为字符串创建XMLSchema
本文关键字:XMLSchema 创建 字符串 | 更新日期: 2023-09-27 18:26:20
我想为字符串创建XMLSchema,
String parameter="<root><HostName>Arasanalu</HostName><AdminUserName>Administrator</AdminUserName>
<AdminPassword>A1234</AdminPassword><PlaceNumber>38</PlaceNumber></root>"
我们可以自动添加更多的元素
因为我们有上面字符串的静态模式将是
@"<xs:schema xmlns:xs=""http://www.w3.org/2001/XMLSchema"">
<xs:element name=""root"">
<xs:complexType>
<xs:sequence>
<xs:element name=""HostName"" type=""xs:string"" />
<xs:element name=""AdminUserName"" type=""xs:string"" />
<xs:element name=""AdminPassword"" type=""xs:string"" />
<xs:element name=""PlaceNumber"" type=""xs:positiveInteger"" />
</xs:sequence>
</xs:complexType>
</xs:element></xs:schema>"
如果我向字符串Parameter添加更多元素。

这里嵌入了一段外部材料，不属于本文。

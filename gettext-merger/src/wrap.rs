// Copyright 2024 Google LLC
//
// Licensed under the Apache License, Version 2.0 (the "License");
// you may not use this file except in compliance with the License.
// You may obtain a copy of the License at
//
//      http://www.apache.org/licenses/LICENSE-2.0
//
// Unless required by applicable law or agreed to in writing, software
// distributed under the License is distributed on an "AS IS" BASIS,
// WITHOUT WARRANTIES OR CONDITIONS OF ANY KIND, either express or implied.
// See the License for the specific language governing permissions and
// limitations under the License.

//! Line wrapping for rendered PO fields.

use textwrap::core::{display_width, Fragment};
use textwrap::wrap_algorithms::wrap_first_fit;
use textwrap::WordSeparator;

/// The line width used when nothing else is configured.
pub const DEFAULT_LINE_WIDTH: usize = 80;

/// A word together with the whitespace following it.
///
/// Unlike [`textwrap::core::Word`], the whitespace is counted as part
/// of the width: PO fragments keep the separating space at the end of
/// the line so that concatenating them gives back the original text.
#[derive(Debug)]
struct Piece<'a> {
    word: &'a str,
    whitespace: &'a str,
    width: f64,
}

impl Fragment for Piece<'_> {
    fn width(&self) -> f64 {
        self.width
    }

    fn whitespace_width(&self) -> f64 {
        0.0
    }

    fn penalty_width(&self) -> f64 {
        0.0
    }
}

/// Break `text` on spaces into lines of at most `width` columns.
///
/// Concatenating the returned lines gives back `text`. A word wider
/// than `width` ends up alone on an over-long line.
fn wrap_words(text: &str, width: usize) -> Vec<String> {
    let pieces = WordSeparator::AsciiSpace
        .find_words(text)
        .map(|word| Piece {
            word: word.word,
            whitespace: word.whitespace,
            width: (display_width(word.word) + display_width(word.whitespace)) as f64,
        })
        .collect::<Vec<_>>();

    wrap_first_fit(&pieces, &[width as f64])
        .into_iter()
        .map(|line| {
            line.iter()
                .flat_map(|piece| [piece.word, piece.whitespace])
                .collect()
        })
        .collect()
}

/// Render a keyword line such as `msgid "Hello"`.
///
/// Values which contain a newline have been split into several quoted
/// segments by whoever wrote the file. They are written back segment
/// by segment and never re-wrapped.
///
/// Other values which make the line wider than `line_width` are
/// wrapped gettext-style: the keyword gets an empty string and the
/// value follows on continuation lines.
///
/// ```
/// use gettext_merger::wrap::render_field;
///
/// assert_eq!(render_field("msgid", "Hello", 80), r#"msgid "Hello""#);
/// assert_eq!(
///     render_field("msgstr", "one two three", 12),
///     "msgstr \"\"\n\"one two \"\n\"three\"",
/// );
/// ```
pub fn render_field(keyword: &str, value: &str, line_width: usize) -> String {
    if value.contains('\n') {
        let mut segments = value.split('\n');
        let mut rendered = format!("{keyword} \"{}\"", segments.next().unwrap_or_default());
        for segment in segments {
            rendered.push_str(&format!("\n\"{segment}\""));
        }
        return rendered;
    }

    let single_line = format!("{keyword} \"{value}\"");
    if display_width(&single_line) <= line_width {
        return single_line;
    }

    // Leave room for the two quotes around each fragment.
    let fragments = wrap_words(value, line_width.saturating_sub(2));
    if fragments.len() < 2 {
        return single_line;
    }

    let mut rendered = format!("{keyword} \"\"");
    for fragment in fragments {
        rendered.push_str(&format!("\n\"{fragment}\""));
    }
    rendered
}

/// Render a comment line, splitting it on whitespace if it is wider
/// than `line_width`.
///
/// A comment without any whitespace is returned as a single line even
/// if it is too wide.
pub fn render_wrapped_comment(prefix: &str, value: &str, line_width: usize) -> Vec<String> {
    let single_line = format!("{prefix} {value}");
    if display_width(&single_line) <= line_width {
        return vec![single_line];
    }

    wrap_words(value, line_width.saturating_sub(display_width(prefix) + 1))
        .iter()
        .map(|line| line.trim_end())
        .filter(|line| !line.is_empty())
        .map(|line| format!("{prefix} {line}"))
        .collect()
}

如何在运行时生成架构?。
您可以尝试用DataSet读取它,编写模式,最后稍微调整一下XML结构。
class Program
{
const string
MinOccurs = "minOccurs",
Element = "element",
LocalName = "xs";
static void Main(string[] args)
{
String parameter =
@"<HostName>Arasanalu</HostName>
<AdminUserName>Administrator</AdminUserName>
<AdminPassword>A1234</AdminPassword>
<PlaceNumber>38</PlaceNumber>";
var ds = new DataSet();
ds.ReadXml(new StringReader("<root>" + parameter + "</root>"));
var sb = new StringBuilder();
using (var w = new StringWriter(sb))
{
ds.WriteXmlSchema(w);
var doc = XDocument.Parse(sb.ToString());
doc.Root.LastNode.Remove();
doc.Root.Attributes()
.Where(a => a.Name.LocalName != LocalName).Remove();
doc.Descendants(XName.Get(Element,
doc.Root.GetNamespaceOfPrefix(LocalName).NamespaceName))
.ToList()
.ForEach(e =>
{
var minOccurs = e.Attribute(XName.Get(MinOccurs));
if (minOccurs != null)
minOccurs.Remove();
});
sb.Clear();
doc.Save(w);
Console.WriteLine(sb.ToString());
}
}
}